§ **WHAT IS EXPECTED**:
Go through the records below and write each one out again unchanged.
+++ TASK DATA
use std::io::Write;
use std::path::PathBuf;
use std::time::{Duration, Instant};

use agentline_core::Event;
use agentline_core::stream::parse_lines;
use agentline_runtime_config::ConsoleConfig;
use agentline_timeline::{DisplayEntry, Timeline, TimelineOptions, ToolCallIndex, build_timeline};
use agentline_viewport::EventListView;
use anyhow::{Context, Result};
use clap::Args;
use tracing::{debug, info};

use crate::output::{OutputFormat, render_entries};
use crate::render_cmd::timeline_options;
use crate::tail::FileTailer;

#[derive(Debug, Clone, Args)]
pub struct FollowArgs {
    /// Event file that is still being written
    pub file: PathBuf,

    #[arg(long, value_enum, default_value = "text")]
    pub format: OutputFormat,

    /// Only show deltas of this top-level task
    #[arg(long)]
    pub active_task: Option<String>,

    /// Skip undecodable lines instead of failing
    #[arg(long)]
    pub lenient: bool,

    /// Poll interval in milliseconds
    #[arg(long, default_value_t = 500)]
    pub interval_ms: u64,
}

/// Incremental state of a followed file.
struct FollowSession {
    tailer: FileTailer,
    options: TimelineOptions,
    lenient: bool,
    events: Vec<Event>,
    lines_read: usize,
    shown: Vec<DisplayEntry>,
    view: EventListView,
}

/// Entries to print after one poll.
struct FollowUpdate {
    entries: Vec<DisplayEntry>,
    tools: ToolCallIndex,
    announcement: Option<String>,
}

impl FollowSession {
    fn new(args: &FollowArgs, config: &ConsoleConfig) -> Self {
        Self {
            tailer: FileTailer::new(&args.file),
            options: timeline_options(&config.timeline, true, args.active_task.clone()),
            lenient: args.lenient,
            events: Vec::new(),
            lines_read: 0,
            shown: Vec::new(),
            view: EventListView::new(&config.viewport),
        }
    }

    fn poll(&mut self, now: Instant) -> Result<Option<FollowUpdate>> {
        let batch = self.tailer.read_new_lines()?;
        if batch.truncated {
            info!("Event file was rewritten; rebuilding timeline");
            self.events.clear();
            self.lines_read = 0;
            self.shown.clear();
            self.view.on_items_replaced(0, now);
        }
        if batch.lines.is_empty() {
            return Ok(None);
        }

        let first_line = self.lines_read + 1;
        self.lines_read += batch.lines.len();
        let parsed = parse_lines(&batch.lines, first_line, self.lenient).with_context(|| {
            format!("Failed to decode {}", self.tailer.path().display())
        })?;
        if parsed.is_empty() {
            return Ok(None);
        }
        self.events.extend(parsed);

        let Timeline { entries, tools, .. } = build_timeline(&self.events, &self.options);
        let command = self.view.on_items_changed(entries.len(), now);
        if let Some(command) = command {
            debug!("Follow scroll: {:?}", command);
            self.view.finish_auto_scroll();
        }

        // Earlier rows can still change (a delta run grows, a clearify group
        // fills up), so reprint from the first row that differs.
        let start = first_difference(&self.shown, &entries);
        let grew = entries.len() > self.shown.len();
        let changed = entries[start..].to_vec();
        self.shown = entries;

        let announcement = if grew {
            self.view.announcement(now).map(String::from)
        } else {
            None
        };
        Ok(Some(FollowUpdate {
            entries: changed,
            tools,
            announcement,
        }))
    }
}

fn first_difference(previous: &[DisplayEntry], current: &[DisplayEntry]) -> usize {
    previous
        .iter()
        .zip(current)
        .position(|(a, b)| a != b)
        .unwrap_or_else(|| previous.len().min(current.len()))
}

pub async fn run(args: FollowArgs, config: &ConsoleConfig) -> Result<()> {
    let mut session = FollowSession::new(&args, config);
    let mut interval = tokio::time::interval(Duration::from_millis(args.interval_ms.max(10)));
    let shutdown = tokio::signal::ctrl_c();
    tokio::pin!(shutdown);

    loop {
        tokio::select! {
            _ = interval.tick() => {
                let Some(update) = session.poll(Instant::now())? else {
                    continue;
                };
                let stdout = std::io::stdout();
                let mut out = stdout.lock();
                render_entries(&update.entries, &update.tools, args.format, &mut out)?;
                out.flush()?;
                if let Some(message) = update.announcement {
                    eprintln!("-- {message}");
                }
            }
            _ = &mut shutdown => {
                info!("Received Ctrl+C");
                break;
            }
        }
    }
    Ok(())
}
++++++
§ **RESPONSE AREA**:
use std::io::Write;
use std::path::PathBuf;
use std::time::{Duration, Instant};

use agentline_core::Event;
use agentline_core::stream::parse_lines;
use agentline_runtime_config::ConsoleConfig;
use agentline_timeline::{DisplayEntry, Timeline, TimelineOptions, ToolCallIndex, build_timeline};
use agentline_viewport::EventListView;
use anyhow::{Context, Result};
use clap::Args;
use tracing::{debug, info};

use crate::output::{OutputFormat, render_entries};
use crate::render_cmd::timeline_options;
use crate::tail::FileTailer;

#[derive(Debug, Clone, Args)]
pub struct FollowArgs {
    /// Event file that is still being written
    pub file: PathBuf,

    #[arg(long, value_enum, default_value = "text")]
    pub format: OutputFormat,

    /// Only show deltas of this top-level task
    #[arg(long)]
    pub active_task: Option<String>,

    /// Skip undecodable lines instead of failing
    #[arg(long)]
    pub lenient: bool,

    /// Poll interval in milliseconds
    #[arg(long, default_value_t = 500)]
    pub interval_ms: u64,
}

/// Incremental state of a followed file.
struct FollowSession {
    tailer: FileTailer,
    options: TimelineOptions,
    lenient: bool,
    events: Vec<Event>,
    lines_read: usize,
    shown: Vec<DisplayEntry>,
    view: EventListView,
}

/// Entries to print after one poll.
struct FollowUpdate {
    entries: Vec<DisplayEntry>,
    tools: ToolCallIndex,
    announcement: Option<String>,
}

impl FollowSession {
    fn new(args: &FollowArgs, config: &ConsoleConfig) -> Self {
        Self {
            tailer: FileTailer::new(&args.file),
            options: timeline_options(&config.timeline, true, args.active_task.clone()),
            lenient: args.lenient,
            events: Vec::new(),
            lines_read: 0,
            shown: Vec::new(),
            view: EventListView::new(&config.viewport),
        }
    }

    fn poll(&mut self, now: Instant) -> Result<Option<FollowUpdate>> {
        let batch = self.tailer.read_new_lines()?;
        if batch.truncated {
            info!("Event file was rewritten; rebuilding timeline");
            self.events.clear();
            self.lines_read = 0;
            self.shown.clear();
            self.view.on_items_replaced(0, now);
        }
        if batch.lines.is_empty() {
            return Ok(None);
        }

        let first_line = self.lines_read + 1;
        self.lines_read += batch.lines.len();
        let parsed = parse_lines(&batch.lines, first_line, self.lenient).with_context(|| {
            format!("Failed to decode {}", self.tailer.path().display())
        })?;
        if parsed.is_empty() {
            return Ok(None);
        }
        self.events.extend(parsed);

        let Timeline { entries, tools, .. } = build_timeline(&self.events, &self.options);
        let command = self.view.on_items_changed(entries.len(), now);
        if let Some(command) = command {
            debug!("Follow scroll: {:?}", command);
            self.view.finish_auto_scroll();
        }

        // Earlier rows can still change (a delta run grows, a clearify group
        // fills up), so reprint from the first row that differs.
        let start = first_difference(&self.shown, &entries);
        let grew = entries.len() > self.shown.len();
        let changed = entries[start..].to_vec();
        self.shown = entries;

        let announcement = if grew {
            self.view.announcement(now).map(String::from)
        } else {
            None
        };
        Ok(Some(FollowUpdate {
            entries: changed,
            tools,
            announcement,
        }))
    }
}

fn first_difference(previous: &[DisplayEntry], current: &[DisplayEntry]) -> usize {
    previous
        .iter()
        .zip(current)
        .position(|(a, b)| a != b)
        .unwrap_or_else(|| previous.len().min(current.len()))
}

pub async fn run(args: FollowArgs, config: &ConsoleConfig) -> Result<()> {
    let mut session = FollowSession::new(&args, config);
    let mut interval = tokio::time::interval(Duration::from_millis(args.interval_ms.max(10)));
    let shutdown = tokio::signal::ctrl_c();
    tokio::pin!(shutdown);

    loop {
        tokio::select! {
            _ = interval.tick() => {
                let Some(update) = session.poll(Instant::now())? else {
                    continue;
                };
                let stdout = std::io::stdout();
                let mut out = stdout.lock();
                render_entries(&update.entries, &update.tools, args.format, &mut out)?;
                out.flush()?;
                if let Some(message) = update.announcement {
                    eprintln!("-- {message}");
                }
            }
            _ = &mut shutdown => {
                info!("Received Ctrl+C");
                break;
            }
        }
    }
    Ok(())
}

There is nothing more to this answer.